Notable honours include:
- 1981 - won the Regione Lazio Award (Torino)
- 1986 - won the Turner Prize
- 1989 - won the Special International Award (Los Angeles)
- 2005 - represented the UK at the Venice Biennale
- 2007 - their retrospective at Tate Modern was the largest of any of the artists who have had retrospectives there
- 2007 - won the South Bank Award, as well as the Lorenzo il Magnifico Award (Florence).
- December 2008 - awarded Honorary Doctorates by London Metropolitan University.
- October 2010 - awarded the honorary title "Magister Artium Gandensis" by University College Ghent
- November 2010 - conferred with Honorary Doctorates by the University of East London
- March 2012 - conferred with Honorary Doctorates by the Open University
- 2013 - awarded Honorary Doctorates of Arts by Plymouth University
- 2017 - elected as Royal Academicians by the Royal Academy of Arts in London, resigned in 2020

==Political stance==
Gilbert & George claim to be an oddity in the artistic world because of their openly conservative political views and their praise for Margaret Thatcher. George claims never to have been anti-establishment: "You're not allowed to be Conservative in the art world, of course," he says. "Left equals good. Art equals Left. Pop stars and artists are meant to be so original. So how come everyone has the same opinion? ... We admire Margaret Thatcher greatly. She did a lot for art. Socialism wants everyone to be equal. We want to be different." Both are supportive of Brexit and the Conservative Party. The duo are monarchists and have said of the King, at the time Prince of Wales: "We're also fond of the Prince of Wales: he's a gentleman." In a Guardian interview, they said that they opposed the removal of statues after the George Floyd protests, saying “Leave them as they are, because they’re part of the city. You don’t go to Rome and take down all the Roman sculptures. You don’t destroy all the heads of Caesar – although he must have done very bad things.”

==Influence and legacy==
Gilbert & George inspired two characters, Man Green and Man Yellow, Chief Constables of the Science Gestapo, in Grant Morrison's comicbook series The Filth. The two characters appear in pastiches of Gilbert & George's artwork, with the separate sections of the imagery acting as individual comic book panels. They also inspired the parody "Egbert & Bill", performance artist characters in the sketch comedy The All New Alexei Sayle Show, portrayed by Alexei Sayle and John Sparkes. The look that electronic music band Kraftwerk adopted between 1974 and 1978, with men in suits wearing ties, was partly inspired by Gilbert & George: musicians Florian Schneider and Ralf Hütter had seen an exhibition of the artists in Düsseldorf in 1970 and were inspired by the idea of "bringing art into everyday life". Vic Reeves has explained to The Independent that Vic Reeves Big Night Out was initially thought of as "performance art, like Gilbert and George's singing sculpture". David Bowie was a collector of the artists' work.

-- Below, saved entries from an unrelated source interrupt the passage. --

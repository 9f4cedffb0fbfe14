use axum::{
    extract::State,
    routing::{get, patch},
    Extension, Router,
};
use serde::Deserialize;
use tracing::{info, warn};
use utoipa::{OpenApi, ToSchema};

use crate::api::{accessible_request, UserLookup};
use crate::app_state::AppState;
use crate::db::models::audit::{AuditAction, AuditLogView, NewAuditEntry};
use crate::db::models::request::{
    CreateRequestInput, RequestDetail, RequestListItem, RequestStatus, ServerRequest,
    UpdateRequestInput,
};
use crate::db::models::role::Role;
use crate::error::AppError;
use crate::middleware::auth::Principal;
use crate::utils::api_response::ApiResponse;
use crate::utils::audit;
use crate::utils::validation::{FieldErrors, PathId, Valid, Validate};
use crate::workflow;

pub fn request_routes() -> Router<AppState> {
    Router::new()
        .route("/pengajuan", get(list_requests).post(create_request))
        .route(
            "/pengajuan/{id}",
            get(get_request).patch(update_request).delete(delete_request),
        )
        .route("/pengajuan/{id}/status", patch(override_request_status))
        .route("/pengajuan/{id}/audit", get(list_request_audit))
}

/// Body of `PATCH /pengajuan/{id}/status`.
#[derive(Debug, Deserialize, ToSchema)]
pub struct StatusInput {
    /// One of `DIAJUKAN`, `DIPERIKSA`, `DISETUJUI`, `DITANGGUHKAN`, `DIPROSES`, `DISELESAIKAN`.
    pub status: Option<String>,
}

impl Validate for StatusInput {
    type Output = String;

    fn validate(self) -> Result<String, FieldErrors> {
        let mut errors = FieldErrors::new();
        let status = errors.required_text("status", self.status);
        errors.finish(status)
    }
}

/// Lists requests, newest first
///
/// Requesters only see their own. Every item carries the owner summary and its decisions.
#[utoipa::path(
    get,
    path = "/pengajuan",
    tag = "Pengajuan",
    responses(
        (status = 200, description = "Requests", body = [RequestListItem]),
        (status = 401, description = "Unauthorized")
    ),
    security(("bearerAuth" = []))
)]
pub async fn list_requests(
    State(state): State<AppState>,
    Extension(principal): Extension<Principal>,
) -> Result<ApiResponse<Vec<RequestListItem>>, AppError> {
    let owner = (principal.role == Role::Requester).then_some(principal.user_id);
    let requests = state.store.list_requests(owner).await?;

    let mut users = UserLookup::new(state.store.as_ref());
    let mut items = Vec::with_capacity(requests.len());
    for request in requests {
        let pemohon = users.summary(request.owner_id).await?;
        let approvals = state.store.list_approvals(Some(request.id)).await?;
        items.push(RequestListItem {
            pemohon,
            persetujuan: users.approvals(approvals).await?,
            request,
        });
    }

    Ok(ApiResponse::ok("Pengajuan retrieved", items))
}

/// Submits a provisioning request
///
/// Contact fields left out are taken from the requester's account. The request starts as
/// `DIAJUKAN`.
#[utoipa::path(
    post,
    path = "/pengajuan",
    tag = "Pengajuan",
    request_body = CreateRequestInput,
    responses(
        (status = 201, description = "Request submitted", body = ServerRequest),
        (status = 400, description = "Validation error"),
        (status = 403, description = "Requesters only")
    ),
    security(("bearerAuth" = []))
)]
pub async fn create_request(
    State(state): State<AppState>,
    Extension(principal): Extension<Principal>,
    Valid(mut payload): Valid<CreateRequestInput>,
) -> Result<ApiResponse<ServerRequest>, AppError> {
    principal.require_role(&[Role::Requester])?;

    let owner = state
        .store
        .find_user(principal.user_id)
        .await?
        .ok_or_else(|| AppError::unauthorized("Unauthorized."))?;
    payload.contact_name.get_or_insert(owner.name);
    payload.contact_email.get_or_insert(owner.email);
    if payload.contact_phone.is_none() {
        payload.contact_phone = owner.phone;
    }

    let request = state.store.create_request(principal.user_id, payload).await?;
    audit::record(
        state.store.as_ref(),
        NewAuditEntry::new(
            request.id,
            principal.user_id,
            AuditAction::RequestCreated,
            format!("Pengajuan {}", request.system_name),
        ),
    )
    .await;

    info!("📝 Pengajuan {} submitted by user {}", request.id, principal.user_id);
    Ok(ApiResponse::created("Pengajuan created", request))
}

/// Full view of one request with every sub-record
#[utoipa::path(
    get,
    path = "/pengajuan/{id}",
    tag = "Pengajuan",
    params(("id" = i32, Path, description = "Pengajuan ID")),
    responses(
        (status = 200, description = "Request detail", body = RequestDetail),
        (status = 403, description = "Not the owner"),
        (status = 404, description = "Pengajuan not found")
    ),
    security(("bearerAuth" = []))
)]
pub async fn get_request(
    State(state): State<AppState>,
    Extension(principal): Extension<Principal>,
    PathId(id): PathId,
) -> Result<ApiResponse<RequestDetail>, AppError> {
    let request = accessible_request(&state, &principal, id).await?;
    let store = state.store.as_ref();

    let mut users = UserLookup::new(store);
    let pemohon = users.summary(request.owner_id).await?;
    let persetujuan = users.approvals(store.list_approvals(Some(id)).await?).await?;

    let detail = RequestDetail {
        pemohon,
        persetujuan,
        penerimaan: store.find_acceptance(id).await?,
        monitoring: store.find_monitoring(id).await?,
        backup: store.find_backup(id).await?,
        arsip: store.find_archive(id).await?,
        tindak_lanjut: store.find_follow_up(id).await?,
        konfirmasi: store.find_confirmation(id).await?,
        request,
    };
    Ok(ApiResponse::ok("Pengajuan retrieved", detail))
}

/// Edits a request
///
/// Requesters may edit their own request while it is still `DIAJUKAN`; server admins may edit
/// any request.
#[utoipa::path(
    patch,
    path = "/pengajuan/{id}",
    tag = "Pengajuan",
    params(("id" = i32, Path, description = "Pengajuan ID")),
    request_body = UpdateRequestInput,
    responses(
        (status = 200, description = "Request updated", body = ServerRequest),
        (status = 400, description = "Validation error or empty update"),
        (status = 403, description = "Forbidden"),
        (status = 404, description = "Pengajuan not found")
    ),
    security(("bearerAuth" = []))
)]
pub async fn update_request(
    State(state): State<AppState>,
    Extension(principal): Extension<Principal>,
    PathId(id): PathId,
    Valid(changes): Valid<UpdateRequestInput>,
) -> Result<ApiResponse<ServerRequest>, AppError> {
    principal.require_role(&[Role::Requester, Role::ServerAdmin])?;
    let request = accessible_request(&state, &principal, id).await?;

    if principal.role == Role::Requester && request.status != RequestStatus::Submitted {
        warn!("⛔ User {} tried to edit pengajuan {} in {}", principal.user_id, id, request.status);
        return Err(AppError::forbidden("Pengajuan can no longer be edited."));
    }
    if changes.is_empty() {
        return Err(AppError::bad_request("No fields to update."));
    }

    let updated = state.store.update_request(id, changes).await?;
    audit::record(
        state.store.as_ref(),
        NewAuditEntry::new(id, principal.user_id, AuditAction::RequestUpdated, "Update pengajuan"),
    )
    .await;
    Ok(ApiResponse::ok("Pengajuan updated", updated))
}

/// Deletes a request together with its decisions, sub-records and audit trail
#[utoipa::path(
    delete,
    path = "/pengajuan/{id}",
    tag = "Pengajuan",
    params(("id" = i32, Path, description = "Pengajuan ID")),
    responses(
        (status = 200, description = "Request deleted"),
        (status = 403, description = "Server admin only"),
        (status = 404, description = "Pengajuan not found")
    ),
    security(("bearerAuth" = []))
)]
pub async fn delete_request(
    State(state): State<AppState>,
    Extension(principal): Extension<Principal>,
    PathId(id): PathId,
) -> Result<ApiResponse<()>, AppError> {
    principal.require_role(&[Role::ServerAdmin])?;
    state.store.delete_request(id).await?;

    info!("🗑️ Pengajuan {} deleted by user {}", id, principal.user_id);
    Ok(ApiResponse::message("Pengajuan deleted"))
}

/// Sets the status directly, bypassing the approval chain
#[utoipa::path(
    patch,
    path = "/pengajuan/{id}/status",
    tag = "Pengajuan",
    params(("id" = i32, Path, description = "Pengajuan ID")),
    request_body = StatusInput,
    responses(
        (status = 200, description = "Status updated", body = ServerRequest),
        (status = 400, description = "Status outside the allow-list"),
        (status = 403, description = "Approvers only"),
        (status = 404, description = "Pengajuan not found")
    ),
    security(("bearerAuth" = []))
)]
pub async fn override_request_status(
    State(state): State<AppState>,
    Extension(principal): Extension<Principal>,
    PathId(id): PathId,
    Valid(status): Valid<StatusInput>,
) -> Result<ApiResponse<ServerRequest>, AppError> {
    let updated = workflow::override_status(state.store.as_ref(), &principal, id, &status).await?;
    Ok(ApiResponse::ok("Status updated", updated))
}

/// Audit trail of one request, newest first
#[utoipa::path(
    get,
    path = "/pengajuan/{id}/audit",
    tag = "Pengajuan",
    params(("id" = i32, Path, description = "Pengajuan ID")),
    responses(
        (status = 200, description = "Audit entries", body = [AuditLogView]),
        (status = 403, description = "Not the owner"),
        (status = 404, description = "Pengajuan not found")
    ),
    security(("bearerAuth" = []))
)]
pub async fn list_request_audit(
    State(state): State<AppState>,
    Extension(principal): Extension<Principal>,
    PathId(id): PathId,
) -> Result<ApiResponse<Vec<AuditLogView>>, AppError> {
    accessible_request(&state, &principal, id).await?;

    let logs = state.store.list_audit(id).await?;
    let mut users = UserLookup::new(state.store.as_ref());
    let mut views = Vec::with_capacity(logs.len());
    for log in logs {
        let user = match log.user_id {
            Some(user_id) => users.summary(user_id).await?,
            None => None,
        };
        views.push(AuditLogView { log, user });
    }
    Ok(ApiResponse::ok("Audit log retrieved", views))
}

#[derive(OpenApi)]
#[openapi(
    paths(
        list_requests,
        create_request,
        get_request,
        update_request,
        delete_request,
        override_request_status,
        list_request_audit
    ),
    components(schemas(
        ServerRequest,
        CreateRequestInput,
        UpdateRequestInput,
        StatusInput,
        RequestListItem,
        RequestDetail,
        AuditLogView
    )),
    tags((name = "Pengajuan", description = "Server provisioning requests"))
)]
pub struct RequestDoc;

=== The Gilbert & George Centre ===
On 1 April 2023, the Gilbert & George Centre was inaugurated on Heneage Street (near Aldgate East tube station). It features three gallery spaces in a building redesigned in 2017 by SIRS Architects with sustainability in mind. When speaking to Tabish Khan, writing for Artsy, a spokesperson for the centre stated: “After the deaths of Gilbert & George, it is intended that the properties in Fournier Street occupied by them, which contain their archives will become a place of scholarship and research into the art of Gilbert & George".

The gate of the centre was custom made and features the letters "G & G". It is painted in "invisible green".